A 40−80% of leakage saving has been reported in this article. Wang and Mishra, also accumulate the execution profile from the prior executions and heuristics are generated accordingly [63]. These heuristics are used at run-time with proper selection of active cache portions. This method is proposed for a multi-tasking soft real-time environment, with having a significant leakage reduction of 32− 49%, while maintaining performance. In 2011, Wang et. al. proposed a better algorithm [53] which judiciously finds a cache configuration by analysing static profiling of the applications those executed earlier. This policy works in both private as well as shared caches, and saves leakage upto 30%. As leakage power has a quadratic relationship with temperature, hence, Noori et. al. developed a Temperature Aware Configurable Cache (TACC) [64] that shrinks cache during
Chapter 2. Background 41 high temperature and expands the same in low temperature with a slight penalty in performance. The reduced cache temperature noticeably reduces the cache leakage, by more than 60% for higher level caches at its best.
Most of the off-line techniques mentioned above reduce leakage consumption of the caches, however they have some limitations [4]:
• Most of the time, off-line techniques need prior information about the appli- cations that have to be executed.

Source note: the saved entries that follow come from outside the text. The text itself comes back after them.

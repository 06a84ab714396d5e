//! Queued user deletion: enqueue, dequeue-and-delete, redelivery and the worker.

mod common;

use std::time::Duration;

use uuid::Uuid;

use matching_api::domain::Message;
use matching_api::errors::ErrorKind;
use matching_api::infra::MessageQueue;
use matching_api::jobs::DeletionWorker;
use matching_api::services::ServiceContainer;

use common::test_app;

#[tokio::test]
async fn test_enqueue_then_dequeue_deletes_exactly_one_user() {
    let app = test_app();
    let users = app.services.users();
    let doomed = users.create("doomed@example.com".into()).await.unwrap();
    let kept = users.create("kept@example.com".into()).await.unwrap();

    users.enqueue_deletion(doomed.id).await.unwrap();

    assert_eq!(users.dequeue_and_delete(10).await.unwrap(), 1);
    assert_eq!(users.dequeue_and_delete(10).await.unwrap(), 0);

    assert_eq!(users.get(doomed.id).await.unwrap_err().kind(), ErrorKind::NotFound);
    assert_eq!(users.get(kept.id).await.unwrap(), kept);
    assert!(app.queue.is_empty().await);
}

#[tokio::test]
async fn test_dequeue_on_empty_queue_returns_zero() {
    let app = test_app();

    assert_eq!(app.services.users().dequeue_and_delete(10).await.unwrap(), 0);
}

#[tokio::test]
async fn test_enqueue_does_not_check_existence() {
    let app = test_app();
    let users = app.services.users();

    users.enqueue_deletion(Uuid::now_v7()).await.unwrap();

    assert_eq!(users.dequeue_and_delete(10).await.unwrap(), 1);
    assert!(app.queue.is_empty().await);
}

#[tokio::test]
async fn test_deleted_user_is_evicted_from_cache() {
    let app = test_app();
    let users = app.services.users();
    let user = users.create("cached@example.com".into()).await.unwrap();
    assert!(app.cache.contains(user.id).await);

    users.enqueue_deletion(user.id).await.unwrap();
    users.dequeue_and_delete(1).await.unwrap();

    assert!(!app.cache.contains(user.id).await);
}

#[tokio::test]
async fn test_batch_is_limited_to_ten_messages() {
    let app = test_app();
    let users = app.services.users();
    for _ in 0..12 {
        users.enqueue_deletion(Uuid::now_v7()).await.unwrap();
    }

    assert_eq!(users.dequeue_and_delete(50).await.unwrap(), 10);
    assert_eq!(users.dequeue_and_delete(50).await.unwrap(), 2);
}

#[tokio::test]
async fn test_non_positive_batch_size_still_receives_one() {
    let app = test_app();
    let users = app.services.users();
    users.enqueue_deletion(Uuid::now_v7()).await.unwrap();
    users.enqueue_deletion(Uuid::now_v7()).await.unwrap();

    assert_eq!(users.dequeue_and_delete(0).await.unwrap(), 1);
    assert_eq!(app.queue.len().await, 1);
}

#[tokio::test(start_paused = true)]
async fn test_failed_store_delete_is_redelivered_after_visibility_timeout() {
    let app = test_app();
    let users = app.services.users();
    let user = users.create("retry@example.com".into()).await.unwrap();
    users.enqueue_deletion(user.id).await.unwrap();

    app.db.fail_next_user_removes(1).await;
    assert_eq!(users.dequeue_and_delete(10).await.unwrap(), 0);
    assert_eq!(app.db.user_count().await, 1);
    assert_eq!(app.queue.in_flight().await, 1);

    // Still leased
    assert_eq!(users.dequeue_and_delete(10).await.unwrap(), 0);

    tokio::time::advance(app.config.visibility_timeout + Duration::from_secs(1)).await;

    assert_eq!(users.dequeue_and_delete(10).await.unwrap(), 1);
    assert_eq!(app.db.user_count().await, 0);
    assert!(app.queue.is_empty().await);
}

#[tokio::test(start_paused = true)]
async fn test_failed_acknowledge_is_redelivered_and_completes() {
    let app = test_app();
    let users = app.services.users();
    let user = users.create("ack@example.com".into()).await.unwrap();
    users.enqueue_deletion(user.id).await.unwrap();

    app.queue.fail_next_deletes(1);
    assert_eq!(users.dequeue_and_delete(10).await.unwrap(), 0);
    assert_eq!(app.db.user_count().await, 0);

    tokio::time::advance(app.config.visibility_timeout + Duration::from_secs(1)).await;

    // The user is already gone; the redelivered message is still acknowledged.
    assert_eq!(users.dequeue_and_delete(10).await.unwrap(), 1);
    assert!(app.queue.is_empty().await);
}

#[tokio::test]
async fn test_undecodable_message_is_left_on_the_queue() {
    let app = test_app();
    app.queue.send(&Message::new("not a uuid")).await.unwrap();

    assert_eq!(app.services.users().dequeue_and_delete(10).await.unwrap(), 0);
    assert_eq!(app.queue.in_flight().await, 1);
}

#[tokio::test]
async fn test_receive_failure_is_reported() {
    let app = test_app();
    app.queue.set_receive_failure(true);

    let err = app
        .services
        .users()
        .dequeue_and_delete(10)
        .await
        .unwrap_err();

    assert_eq!(err.kind(), ErrorKind::Transient);
}

#[tokio::test(start_paused = true)]
async fn test_worker_drains_queue_until_shutdown() {
    let app = test_app();
    let users = app.services.users();
    for i in 0..3 {
        let user = users.create(format!("w{}@example.com", i)).await.unwrap();
        users.enqueue_deletion(user.id).await.unwrap();
    }

    let worker = DeletionWorker::new(users.clone(), &app.config);
    let stats = worker
        .run_until(tokio::time::sleep(Duration::from_secs(5)))
        .await;

    assert_eq!(stats.deleted, 3);
    assert_eq!(stats.failed_polls, 0);
    assert!(stats.batches >= 2);
    assert_eq!(app.db.user_count().await, 0);
}

#[tokio::test(start_paused = true)]
async fn test_worker_backs_off_after_failed_poll() {
    let app = test_app();
    app.queue.set_receive_failure(true);

    let worker = DeletionWorker::new(app.services.users(), &app.config)
        .with_error_backoff(Duration::from_secs(5));
    let stats = worker
        .run_until(tokio::time::sleep(Duration::from_secs(12)))
        .await;

    assert_eq!(stats.deleted, 0);
    assert_eq!(stats.failed_polls, stats.batches);
    assert!((2..=3).contains(&stats.failed_polls));
}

• Analytical methods are complex and may not be a good predictor for some modern applications where cache accesses may change for its every occasion of executions.
• Compiler based methods need detailed analysis of the source code which may slow down the compilation process.
• Additionally, violation in Locality of Reference for modern long running applications demands on-line algorithm for better anticipation of the future cache footprints to save leakage accordingly.
Hence, architects move to the on-line solution for better tuning of caches during execution.